In breeding grounds, "For shorebirds this far north, long light filled days, abundant insects, fewer parasites, and less predation offset the substantial metabolic and energetic costs of getting here. Just over an increase of just 29 degrees of latitude between James Bay and northern Ellesmere Island, the rate of nest predations drops 65 percent," writes Cramer, explain why it's worth the birds' efforts to fly all the way to the High Arctic.

Both parents watch the nest, but soon after the eggs hatch, the mothers depart the High Arctic for their journey south in mid-July, adult males in early to mid-August, followed in late August by the young who remarkably find their way to wintering grounds on their own.

Like many birds, Red Knots are able to adapt to a wide range of temperatures and climatic conditions. They survive in the 80-mph-plus hurricane-strength winds on Tierra del Fuego and the delayed springs in the Arctic when the tundra is still covered in snow.

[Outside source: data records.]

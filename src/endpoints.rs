//! The API endpoint URIs.

/// The route to list and create the current user's transactions.
pub const TRANSACTIONS: &str = "/transactions";
/// The route to list, create and delete the current user's categories.
pub const CATEGORIES: &str = "/categories";
/// The route for the current user's dashboard summary.
pub const SUMMARY: &str = "/summary";
/// The route for checking that the server is up.
pub const HEALTH: &str = "/health";
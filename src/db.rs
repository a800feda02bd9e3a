/*! This module defines how the application's database schema is created. */

use rusqlite::{Connection, Transaction as SqlTransaction};

use crate::{Error, category::SQLiteCategoryStore, transaction::SQLiteTransactionStore};

/// A trait for adding an object schema to a database.
pub trait CreateTable {
    /// Create a table for the model.
    ///
    /// Implementations must be idempotent so that the schema can be applied on every start up.
    ///
    /// # Errors
    /// Returns an error if there is an SQL error.
    fn create_table(connection: &Connection) -> Result<(), rusqlite::Error>;
}

/// Create the all of the database tables for the application.
///
/// The tables are created in a single exclusive transaction, so either all
/// of the tables are created or none of them are.
///
/// # Errors
/// Returns an [Error::SqlError] if there was an error creating the tables.
pub fn initialize(connection: &Connection) -> Result<(), Error> {
    let transaction =
        SqlTransaction::new_unchecked(connection, rusqlite::TransactionBehavior::Exclusive)?;

    SQLiteCategoryStore::create_table(&transaction)?;
    SQLiteTransactionStore::create_table(&transaction)?;

    transaction.commit()?;

    Ok(())
}
//! Core transaction domain types and the request schema for creating transactions.

use std::{fmt::Display, str::FromStr};

use rusqlite::{
    ToSql,
    types::{FromSql, FromSqlError, FromSqlResult, ToSqlOutput, ValueRef},
};
use serde::{Deserialize, Serialize};
use time::OffsetDateTime;

use crate::{Error, auth::UserId};

/// Database identifier for a transaction.
pub type TransactionId = i64;

/// Whether a transaction brought money in or sent it out.
#[derive(Debug, Clone, Copy, PartialEq, Eq, Serialize, Deserialize, Hash)]
#[serde(rename_all = "UPPERCASE")]
pub enum TransactionType {
    /// Money earned, e.g. a salary payment.
    Income,
    /// Money spent, e.g. groceries.
    Expense,
}

impl TransactionType {
    /// The canonical upper-case name used in JSON and the database.
    pub fn as_str(&self) -> &'static str {
        match self {
            TransactionType::Income => "INCOME",
            TransactionType::Expense => "EXPENSE",
        }
    }
}

impl FromStr for TransactionType {
    type Err = Error;

    /// Parse a transaction type, ignoring case and surrounding whitespace.
    fn from_str(s: &str) -> Result<Self, Self::Err> {
        let s = s.trim();

        if s.eq_ignore_ascii_case("INCOME") {
            Ok(TransactionType::Income)
        } else if s.eq_ignore_ascii_case("EXPENSE") {
            Ok(TransactionType::Expense)
        } else {
            Err(Error::InvalidInput(format!(
                "type must be INCOME or EXPENSE, got \"{s}\""
            )))
        }
    }
}

impl Display for TransactionType {
    fn fmt(&self, f: &mut std::fmt::Formatter<'_>) -> std::fmt::Result {
        f.write_str(self.as_str())
    }
}

impl ToSql for TransactionType {
    fn to_sql(&self) -> rusqlite::Result<ToSqlOutput<'_>> {
        Ok(ToSqlOutput::from(self.as_str()))
    }
}

impl FromSql for TransactionType {
    fn column_result(value: ValueRef<'_>) -> FromSqlResult<Self> {
        let text = value.as_str()?;

        text.parse()
            .map_err(|error: Error| FromSqlError::Other(Box::new(error)))
    }
}

/// An expense or income recorded by a user.
///
/// To create a new `Transaction`, use [Transaction::build].
#[derive(Debug, Clone, PartialEq, Serialize, Deserialize)]
#[serde(rename_all = "camelCase")]
pub struct Transaction {
    /// The ID of the transaction.
    pub id: TransactionId,
    /// The user who owns the transaction.
    pub user_id: UserId,
    /// The amount of money spent or earned. Always positive, the direction is given by `kind`.
    pub amount: f64,
    /// Whether the money was earned or spent.
    #[serde(rename = "type")]
    pub kind: TransactionType,
    /// The name of the category the transaction was filed under.
    ///
    /// This is a copy of the name, so it survives the category being deleted.
    pub category: String,
    /// A text description of what the transaction was for.
    pub description: Option<String>,
    /// When the transaction happened, in UTC.
    #[serde(with = "time::serde::rfc3339")]
    pub date: OffsetDateTime,
}

impl Transaction {
    /// Create a new transaction.
    ///
    /// Shortcut for [NewTransaction] for discoverability.
    pub fn build(
        amount: f64,
        kind: TransactionType,
        category: &str,
        date: OffsetDateTime,
    ) -> NewTransaction {
        NewTransaction {
            amount,
            kind,
            category: category.to_owned(),
            description: None,
            date,
        }
    }
}

/// The validated fields of a transaction that has not been stored yet.
///
/// The owning user is supplied separately when the transaction is stored, so
/// that it can only ever come from the session.
#[derive(Debug, Clone, PartialEq)]
pub struct NewTransaction {
    /// The positive, finite amount of the transaction.
    pub amount: f64,
    /// Whether the money was earned or spent.
    pub kind: TransactionType,
    /// The non-empty category name.
    pub category: String,
    /// An optional description, `None` rather than an empty string.
    pub description: Option<String>,
    /// When the transaction happened.
    pub date: OffsetDateTime,
}

impl NewTransaction {
    /// Set the description for the transaction.
    pub fn description(mut self, description: Option<String>) -> Self {
        self.description = description;
        self
    }
}

/// The JSON body for creating a transaction.
///
/// Every field is optional here so that missing fields are reported by
/// [validate_transaction_input](crate::validation::validate_transaction_input)
/// rather than by the JSON parser. Any `userId` field sent by the client is
/// ignored.
#[derive(Debug, Default, Clone, PartialEq, Deserialize)]
pub struct TransactionPayload {
    /// The amount as a JSON number or a numeric string.
    pub amount: Option<AmountInput>,
    /// "INCOME" or "EXPENSE".
    #[serde(rename = "type")]
    pub kind: Option<String>,
    /// The category name.
    pub category: Option<String>,
    /// An optional description.
    pub description: Option<String>,
    /// An RFC 3339 date-time or a `YYYY-MM-DD` date.
    pub date: Option<String>,
}

/// An amount as sent by the client, which may be a number or a string.
#[derive(Debug, Clone, PartialEq, Deserialize)]
#[serde(untagged)]
pub enum AmountInput {
    /// A JSON number, e.g. `50`.
    Number(f64),
    /// A JSON string, e.g. `"50.00"`.
    Text(String),
}
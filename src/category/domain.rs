//! Core category domain types and the request schemas for categories.

use std::{fmt::Display, str::FromStr};

use serde::{Deserialize, Serialize};
use time::OffsetDateTime;

use crate::{Error, auth::UserId};

/// A validated, non-empty category name with surrounding whitespace removed.
#[derive(Clone, Debug, PartialEq, Eq, Serialize, Deserialize, Hash)]
#[serde(transparent)]
pub struct CategoryName(String);

impl CategoryName {
    /// Create a category name.
    ///
    /// # Errors
    ///
    /// This function will return an [Error::InvalidInput] if `name` is empty
    /// or only whitespace.
    pub fn new(name: &str) -> Result<Self, Error> {
        let name = name.trim();

        if name.is_empty() {
            Err(Error::InvalidInput("Category name cannot be empty".to_owned()))
        } else {
            Ok(Self(name.to_string()))
        }
    }

    /// Create a category name without validation.
    ///
    /// The caller should ensure that the string is not empty.
    ///
    /// This function has `_unchecked` in the name but is not `unsafe`, because if the non-empty invariant is violated it will cause incorrect behaviour but not affect memory safety.
    pub fn new_unchecked(name: &str) -> Self {
        Self(name.to_string())
    }
}

impl AsRef<str> for CategoryName {
    fn as_ref(&self) -> &str {
        &self.0
    }
}

impl FromStr for CategoryName {
    type Err = Error;

    fn from_str(s: &str) -> Result<Self, Self::Err> {
        CategoryName::new(s)
    }
}

impl Display for CategoryName {
    fn fmt(&self, f: &mut std::fmt::Formatter<'_>) -> std::fmt::Result {
        write!(f, "{}", self.0)
    }
}

/// Database identifier for a category.
pub type CategoryId = i64;

/// A user-defined label for grouping transactions (e.g., 'Groceries', 'Salary').
#[derive(Debug, Clone, PartialEq, Eq, Serialize, Deserialize)]
#[serde(rename_all = "camelCase")]
pub struct Category {
    /// The ID of the category.
    pub id: CategoryId,
    /// The user who owns the category.
    pub user_id: UserId,
    /// The name of the category, unique for each user.
    pub name: CategoryName,
    /// When the category was created, in UTC.
    #[serde(with = "time::serde::rfc3339")]
    pub created_at: OffsetDateTime,
}

/// The JSON body for creating a category.
#[derive(Debug, Default, Clone, PartialEq, Deserialize)]
pub struct CategoryPayload {
    /// The name of the new category.
    pub name: Option<String>,
}

/// The JSON body for deleting a category.
#[derive(Debug, Clone, PartialEq, Deserialize)]
pub struct DeleteCategoryPayload {
    /// The ID of the category to delete.
    pub id: CategoryId,
}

In true dedication to research for her book, Cramer visited key areas in the knots' migration path from Tierra del Fuego to the Arctic. She expounds on how their flyway faces many perils. Those include but are not limited to oil spills in Argentina, beach degradation in Delaware Bay, plummet of horseshoe crab populations due to their use as bait and in medical testing, beach habitat destruction on Cape May and Jersey Shore from Hurricane Sandy, rising acid in seawater affecting growth of mussels, global warming and the greening of the Arctic tundra, hunting of shorebirds in French Guiana, Guyana, and Suriname.

Despite these depressing facts, she does manage to provide some upbeat research including new flyway refueling stations under way. On Staten Island, for instance, New York City is replacing the Fresh Kills Landfill, one of the world's largest garbage dumps, with a park. Salt marsh is coming back, seagulls have departed, and soon the knots may return.

This is a fascinating, in-depth study of a shorebird that travels the entire Atlantic coast, and a special sight for those of us lucky to encounter it on our kayak travels.